Vanessa Fox, Kristen Frederick, Ryan Kelly, and Emily Meadows
Independent Research, BIO 490, Biology Department, DePauw University
Spring semester 2012
Deer-induced changes in forest vegetation have been well documented. At high population levels, deer overbrowse vegetation and cause shifts in the composition of understory plant communities. The goal of our research was to assess the potential effects of abundant deer on forest understory vegetation in the DePauw Nature Park.
We set up eight exclosures and eight adjacent control sites at two forested sites in the park. Each exclosure was 5 x 5 meters in size and was surrounded by 2.5-m tall mesh fencing. Each control plot was 5 x 5 meters in size and located within 5 m of each exclosure. We monitored vegetation within four subplots in each exclosure and control plot. Each subplot was 1 x 1 meter in size. Within each subplot, we counted the number of plants by species and estimated percent cover of vegetation during spring and fall for four years from 2008 to 2011. We set up infrared digital game cameras to estimate the number of deer in the park. We identified individual bucks based on antler configurations to estimate the buck population. We calculated the doe to buck ratio, estimated the doe population, and estimated the total deer population.
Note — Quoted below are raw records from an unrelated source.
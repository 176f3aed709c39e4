//! Crop screen configuration.
//!
//! The host injects a `CropConfig` once at construction; it is read-only for
//! the lifetime of a session. Every field has a default, so hosts may supply a
//! partial object and rely on serde to fill in the rest.

use serde::{Deserialize, Serialize};
use thiserror::Error;

/// Errors reported by [`CropConfig::validate`].
#[derive(Debug, Clone, PartialEq, Error)]
pub enum ConfigError {
    /// A zoom limit is NaN or infinite.
    #[error("Zoom limits must be finite (min {min}, max {max})")]
    NonFiniteZoom { min: f64, max: f64 },

    /// The minimum zoom must be strictly positive.
    #[error("Minimum zoom must be positive, got {0}")]
    NonPositiveMinZoom(f64),

    /// The minimum zoom exceeds the maximum.
    #[error("Minimum zoom {min} exceeds maximum zoom {max}")]
    InvertedZoomRange { min: f64, max: f64 },

    /// The snap-back duration is negative or not finite.
    #[error("Settle duration must be a non-negative number of seconds, got {0}")]
    InvalidDuration(f64),
}

/// Tunables for the crop interaction.
#[derive(Debug, Clone, PartialEq, Serialize, Deserialize)]
#[serde(default, rename_all = "camelCase")]
pub struct CropConfig {
    /// Smallest scale a settled transform may keep (default 1.0)
    pub min_zoom: f64,
    /// Largest scale a settled transform may keep (default 3.0)
    pub max_zoom: f64,
    /// Duration of snap-back animations in seconds (default 0.3)
    pub settle_duration_secs: f64,
    /// Emit a haptic pulse when a pinch snaps back
    pub haptics: bool,
    /// Navigation title shown above the crop frame
    pub title: String,
}

impl Default for CropConfig {
    fn default() -> Self {
        Self {
            min_zoom: 1.0,
            max_zoom: 3.0,
            settle_duration_secs: 0.3,
            haptics: true,
            title: "Crop".to_string(),
        }
    }
}

impl CropConfig {
    pub fn new() -> Self {
        Self::default()
    }

    /// Check the configuration for values the controller cannot work with.
    pub fn validate(&self) -> Result<(), ConfigError> {
        if !self.min_zoom.is_finite() || !self.max_zoom.is_finite() {
            return Err(ConfigError::NonFiniteZoom {
                min: self.min_zoom,
                max: self.max_zoom,
            });
        }
        if self.min_zoom <= 0.0 {
            return Err(ConfigError::NonPositiveMinZoom(self.min_zoom));
        }
        if self.min_zoom > self.max_zoom {
            return Err(ConfigError::InvertedZoomRange {
                min: self.min_zoom,
                max: self.max_zoom,
            });
        }
        if !self.settle_duration_secs.is_finite() || self.settle_duration_secs < 0.0 {
            return Err(ConfigError::InvalidDuration(self.settle_duration_secs));
        }
        Ok(())
    }
}
use std::sync::Arc;

use rand::seq::SliceRandom;
use serde::{ Deserialize, Serialize };
use strum::EnumIter;

use crate::item::PlayerItem;

/// Shuffle mode for queue ordering
#[derive(
    Debug, Clone, Copy, PartialEq, Eq, Default, EnumIter, strum::Display, Serialize, Deserialize
)]
#[serde(rename_all = "lowercase")]
pub enum ShuffleMode {
    #[default]
    #[strum(serialize = "➡️ Off")]
    Off,
    #[strum(serialize = "🔀 Songs")]
    Songs,
}

/// What happens when the current item plays to its end
#[derive(
    Debug, Clone, Copy, PartialEq, Eq, Default, EnumIter, strum::Display, Serialize, Deserialize
)]
#[serde(rename_all = "lowercase")]
pub enum RepeatMode {
    #[default]
    #[strum(serialize = "➡️ None")]
    None,
    #[strum(serialize = "🔂 One")]
    One,
    #[strum(serialize = "🔁 All")]
    All,
}

impl ShuffleMode {
    pub fn toggled(self) -> Self {
        match self {
            ShuffleMode::Off => ShuffleMode::Songs,
            ShuffleMode::Songs => ShuffleMode::Off,
        }
    }
}

impl RepeatMode {
    /// Cycle none -> all -> one -> none
    pub fn cycled(self) -> Self {
        match self {
            RepeatMode::None => RepeatMode::All,
            RepeatMode::All => RepeatMode::One,
            RepeatMode::One => RepeatMode::None,
        }
    }
}

/// The play queue: insertion-ordered master list plus the active ordering.
///
/// `active` is always a permutation of `master`; with shuffle off both are equal.
#[derive(Debug, Clone, Default)]
pub struct PlaybackQueue {
    master: Vec<Arc<PlayerItem>>,
    active: Vec<Arc<PlayerItem>>,
    shuffle_mode: ShuffleMode,
}

impl PlaybackQueue {
    pub fn new(items: Vec<Arc<PlayerItem>>) -> Self {
        Self {
            active: items.clone(),
            master: items,
            shuffle_mode: ShuffleMode::Off,
        }
    }

    /// Append items at the end of both orderings
    pub fn append(&mut self, items: Vec<Arc<PlayerItem>>) {
        self.master.extend(items.iter().cloned());
        self.active.extend(items);
    }

    /// Re-derive the active ordering for `mode`.
    ///
    /// The item at `current` stays the current item; returns its index in the
    /// new ordering. Shuffling keeps it at `current`.
    pub fn set_shuffle_mode(&mut self, mode: ShuffleMode, current: usize) -> usize {
        let pinned = self.active.get(current).cloned();
        self.shuffle_mode = mode;

        match (mode, pinned) {
            (ShuffleMode::Off, pinned) => {
                self.active = self.master.clone();
                pinned
                    .and_then(|item| self.master.iter().position(|m| Arc::ptr_eq(m, &item)))
                    .unwrap_or(current)
            }
            (ShuffleMode::Songs, Some(item)) => {
                self.active = shuffled_around(&self.master, &item, current);
                current
            }
            (ShuffleMode::Songs, None) => {
                let mut all = self.master.clone();
                all.shuffle(&mut rand::rng());
                self.active = all;
                current
            }
        }
    }

    pub fn shuffle_mode(&self) -> ShuffleMode {
        self.shuffle_mode
    }

    pub fn len(&self) -> usize {
        self.active.len()
    }

    pub fn is_empty(&self) -> bool {
        self.active.is_empty()
    }

    /// Get item by index in the active ordering
    pub fn get(&self, index: usize) -> Option<&Arc<PlayerItem>> {
        self.active.get(index)
    }

    /// Index of `item` in the active ordering
    pub fn position_of(&self, item: &Arc<PlayerItem>) -> Option<usize> {
        self.active.iter().position(|it| Arc::ptr_eq(it, item))
    }

    pub fn active(&self) -> &[Arc<PlayerItem>] {
        &self.active
    }

    pub fn master(&self) -> &[Arc<PlayerItem>] {
        &self.master
    }
}

/// Shuffle every element except `pinned`, which is placed at `index`.
fn shuffled_around(
    items: &[Arc<PlayerItem>],
    pinned: &Arc<PlayerItem>,
    index: usize
) -> Vec<Arc<PlayerItem>> {
    let mut rest = items.to_vec();
    if let Some(at) = rest.iter().position(|item| Arc::ptr_eq(item, pinned)) {
        rest.remove(at);
    }
    rest.shuffle(&mut rand::rng());
    rest.insert(index.min(rest.len()), Arc::clone(pinned));
    rest
}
We observed a total of 32 understory plant species. Snakeroot (Sanicula canadensis)was the most abundant plant species. There was no significant effect of exclosures on total number of plants or percent cover of vegetation. Abundance of jewelweed (Impatiens capensis) increased in exclosures and remained low in control plots. Abundance of garlic mustard (Alliaria petiolate) was low in the exclosures and varied in abundance among years in the control plots. Based on the camera surveys, the estimated number of deer in the park during fall was 97 to 138. Given the size of the park (2.1 km2), these estimates are equivalent to 46 to 66 deer per km2.
We observed few differences in forest understory vegetation between the controls and exclosures during the four year period. Our data suggest that deer are not overbrowsing the forest understory vegetation in the park. However, our camera surveys showed very high population levels of deer in the park. We believe that deer often move in and out of the park, feeding in surrounding agricultural fields and returning to the park for shelter. Effects of a large population of deer may be mediated by movement of deer in and out of the park as well as hunting pressure outside the park.